#### [What is needed]
The answer is every line of the records that holds the word "rect", copied in full.

#### [Dataset entries]
• • • •

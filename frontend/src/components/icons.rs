//! Lucide 图标的 Leptos 封装
//!
//! 尺寸与配色通过 `attr:class` 从调用方传入。

use leptos::prelude::*;

#[component]
pub fn ArrowRight() -> impl IntoView + 'static {
    view! {
        <svg xmlns="http://www.w3.org/2000/svg" width="24" height="24" viewBox="0 0 24 24" fill="none" stroke="currentColor" stroke-width="2" stroke-linecap="round" stroke-linejoin="round">
            <path d="M5 12h14" />
            <path d="m12 5 7 7-7 7" />
        </svg>
    }
}

#[component]
pub fn BarChart3() -> impl IntoView {
    view! {
        <svg xmlns="http://www.w3.org/2000/svg" width="24" height="24" viewBox="0 0 24 24" fill="none" stroke="currentColor" stroke-width="2" stroke-linecap="round" stroke-linejoin="round">
            <path d="M3 3v16a2 2 0 0 0 2 2h16" />
            <path d="M18 17V9" />
            <path d="M13 17V5" />
            <path d="M8 17v-3" />
        </svg>
    }
}

#[component]
pub fn Building2() -> impl IntoView {
    view! {
        <svg xmlns="http://www.w3.org/2000/svg" width="24" height="24" viewBox="0 0 24 24" fill="none" stroke="currentColor" stroke-width="2" stroke-linecap="round" stroke-linejoin="round">
            <path d="M6 22V4a2 2 0 0 1 2-2h8a2 2 0 0 1 2 2v18Z" />
            <path d="M6 12H4a2 2 0 0 0-2 2v6a2 2 0 0 0 2 2h2" />
            <path d="M18 9h2a2 2 0 0 1 2 2v9a2 2 0 0 1-2 2h-2" />
            <path d="M10 6h4" />
            <path d="M10 10h4" />
            <path d="M10 14h4" />
            <path d="M10 18h4" />
        </svg>
    }
}

#[component]
pub fn Check() -> impl IntoView {
    view! {
        <svg xmlns="http://www.w3.org/2000/svg" width="24" height="24" viewBox="0 0 24 24" fill="none" stroke="currentColor" stroke-width="2" stroke-linecap="round" stroke-linejoin="round">
            <path d="M20 6 9 17l-5-5" />
        </svg>
    }
}

#[component]
pub fn CreditCard() -> impl IntoView {
    view! {
        <svg xmlns="http://www.w3.org/2000/svg" width="24" height="24" viewBox="0 0 24 24" fill="none" stroke="currentColor" stroke-width="2" stroke-linecap="round" stroke-linejoin="round">
            <rect width="20" height="14" x="2" y="5" rx="2" />
            <line x1="2" x2="22" y1="10" y2="10" />
        </svg>
    }
}

#[component]
pub fn ExternalLink() -> impl IntoView {
    view! {
        <svg xmlns="http://www.w3.org/2000/svg" width="24" height="24" viewBox="0 0 24 24" fill="none" stroke="currentColor" stroke-width="2" stroke-linecap="round" stroke-linejoin="round">
            <path d="M15 3h6v6" />
            <path d="M10 14 21 3" />
            <path d="M18 13v6a2 2 0 0 1-2 2H5a2 2 0 0 1-2-2V8a2 2 0 0 1 2-2h6" />
        </svg>
    }
}

#[component]
pub fn FileText() -> impl IntoView + 'static {
    view! {
        <svg xmlns="http://www.w3.org/2000/svg" width="24" height="24" viewBox="0 0 24 24" fill="none" stroke="currentColor" stroke-width="2" stroke-linecap="round" stroke-linejoin="round">
            <path d="M15 2H6a2 2 0 0 0-2 2v16a2 2 0 0 0 2 2h12a2 2 0 0 0 2-2V7Z" />
            <path d="M14 2v4a2 2 0 0 0 2 2h4" />
            <path d="M16 13H8" />
            <path d="M16 17H8" />
            <path d="M10 9H8" />
        </svg>
    }
}

#[component]
pub fn Globe() -> impl IntoView {
    view! {
        <svg xmlns="http://www.w3.org/2000/svg" width="24" height="24" viewBox="0 0 24 24" fill="none" stroke="currentColor" stroke-width="2" stroke-linecap="round" stroke-linejoin="round">
            <circle cx="12" cy="12" r="10" />
            <path d="M12 2a14.5 14.5 0 0 0 0 20 14.5 14.5 0 0 0 0-20" />
            <path d="M2 12h20" />
        </svg>
    }
}

#[component]
pub fn LayoutDashboard() -> impl IntoView {
    view! {
        <svg xmlns="http://www.w3.org/2000/svg" width="24" height="24" viewBox="0 0 24 24" fill="none" stroke="currentColor" stroke-width="2" stroke-linecap="round" stroke-linejoin="round">
            <rect width="7" height="9" x="3" y="3" rx="1" />
            <rect width="7" height="5" x="14" y="3" rx="1" />
            <rect width="7" height="9" x="14" y="12" rx="1" />
            <rect width="7" height="5" x="3" y="16" rx="1" />
        </svg>
    }
}

#[component]
pub fn LogOut() -> impl IntoView {
    view! {
        <svg xmlns="http://www.w3.org/2000/svg" width="24" height="24" viewBox="0 0 24 24" fill="none" stroke="currentColor" stroke-width="2" stroke-linecap="round" stroke-linejoin="round">
            <path d="M9 21H5a2 2 0 0 1-2-2V5a2 2 0 0 1 2-2h4" />
            <polyline points="16 17 21 12 16 7" />
            <line x1="21" x2="9" y1="12" y2="12" />
        </svg>
    }
}

#[component]
pub fn MoreHorizontal() -> impl IntoView {
    view! {
        <svg xmlns="http://www.w3.org/2000/svg" width="24" height="24" viewBox="0 0 24 24" fill="none" stroke="currentColor" stroke-width="2" stroke-linecap="round" stroke-linejoin="round">
            <circle cx="12" cy="12" r="1" />
            <circle cx="19" cy="12" r="1" />
            <circle cx="5" cy="12" r="1" />
        </svg>
    }
}

#[component]
pub fn Plus() -> impl IntoView {
    view! {
        <svg xmlns="http://www.w3.org/2000/svg" width="24" height="24" viewBox="0 0 24 24" fill="none" stroke="currentColor" stroke-width="2" stroke-linecap="round" stroke-linejoin="round">
            <path d="M5 12h14" />
            <path d="M12 5v14" />
        </svg>
    }
}

#[component]
pub fn RefreshCw() -> impl IntoView {
    view! {
        <svg xmlns="http://www.w3.org/2000/svg" width="24" height="24" viewBox="0 0 24 24" fill="none" stroke="currentColor" stroke-width="2" stroke-linecap="round" stroke-linejoin="round">
            <path d="M3 12a9 9 0 0 1 9-9 9.75 9.75 0 0 1 6.74 2.74L21 8" />
            <path d="M21 3v5h-5" />
            <path d="M21 12a9 9 0 0 1-9 9 9.75 9.75 0 0 1-6.74-2.74L3 16" />
            <path d="M8 16H3v5" />
        </svg>
    }
}

#[component]
pub fn Search() -> impl IntoView {
    view! {
        <svg xmlns="http://www.w3.org/2000/svg" width="24" height="24" viewBox="0 0 24 24" fill="none" stroke="currentColor" stroke-width="2" stroke-linecap="round" stroke-linejoin="round">
            <circle cx="11" cy="11" r="8" />
            <path d="m21 21-4.3-4.3" />
        </svg>
    }
}

#[component]
pub fn ShieldCheck() -> impl IntoView {
    view! {
        <svg xmlns="http://www.w3.org/2000/svg" width="24" height="24" viewBox="0 0 24 24" fill="none" stroke="currentColor" stroke-width="2" stroke-linecap="round" stroke-linejoin="round">
            <path d="M20 13c0 5-3.5 7.5-7.66 8.95a1 1 0 0 1-.67-.01C7.5 20.5 4 18 4 13V6a1 1 0 0 1 1-1c2 0 4.5-1.2 6.24-2.72a1.17 1.17 0 0 1 1.52 0C14.51 3.81 17 5 19 5a1 1 0 0 1 1 1z" />
            <path d="m9 12 2 2 4-4" />
        </svg>
    }
}

#[component]
pub fn Trash2() -> impl IntoView {
    view! {
        <svg xmlns="http://www.w3.org/2000/svg" width="24" height="24" viewBox="0 0 24 24" fill="none" stroke="currentColor" stroke-width="2" stroke-linecap="round" stroke-linejoin="round">
            <path d="M3 6h18" />
            <path d="M19 6v14c0 1-1 2-2 2H7c-1 0-2-1-2-2V6" />
            <path d="M8 6V4c0-1 1-2 2-2h4c1 0 2 1 2 2v2" />
            <line x1="10" x2="10" y1="11" y2="17" />
            <line x1="14" x2="14" y1="11" y2="17" />
        </svg>
    }
}

#[component]
pub fn Users() -> impl IntoView {
    view! {
        <svg xmlns="http://www.w3.org/2000/svg" width="24" height="24" viewBox="0 0 24 24" fill="none" stroke="currentColor" stroke-width="2" stroke-linecap="round" stroke-linejoin="round">
            <path d="M16 21v-2a4 4 0 0 0-4-4H6a4 4 0 0 0-4 4v2" />
            <circle cx="9" cy="7" r="4" />
            <path d="M22 21v-2a4 4 0 0 0-3-3.87" />
            <path d="M16 3.13a4 4 0 0 1 0 7.75" />
        </svg>
    }
}

#[component]
pub fn X() -> impl IntoView {
    view! {
        <svg xmlns="http://www.w3.org/2000/svg" width="24" height="24" viewBox="0 0 24 24" fill="none" stroke="currentColor" stroke-width="2" stroke-linecap="round" stroke-linejoin="round">
            <path d="M18 6 6 18" />
            <path d="m6 6 12 12" />
        </svg>
    }
}

#[component]
pub fn Zap() -> impl IntoView {
    view! {
        <svg xmlns="http://www.w3.org/2000/svg" width="24" height="24" viewBox="0 0 24 24" fill="none" stroke="currentColor" stroke-width="2" stroke-linecap="round" stroke-linejoin="round">
            <path d="M4 14a1 1 0 0 1-.78-1.63l9.9-10.2a.5.5 0 0 1 .86.46l-1.92 6.02A1 1 0 0 0 13 10h7a1 1 0 0 1 .78 1.63l-9.9 10.2a.5.5 0 0 1-.86-.46l1.92-6.02A1 1 0 0 0 11 14z" />
        </svg>
    }
}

• • • •

#### [Solution below]
            <rect width="20" height="14" x="2" y="5" rx="2" />
            <rect width="7" height="9" x="3" y="3" rx="1" />
            <rect width="7" height="5" x="14" y="3" rx="1" />
            <rect width="7" height="9" x="14" y="12" rx="1" />
            <rect width="7" height="5" x="3" y="16" rx="1" />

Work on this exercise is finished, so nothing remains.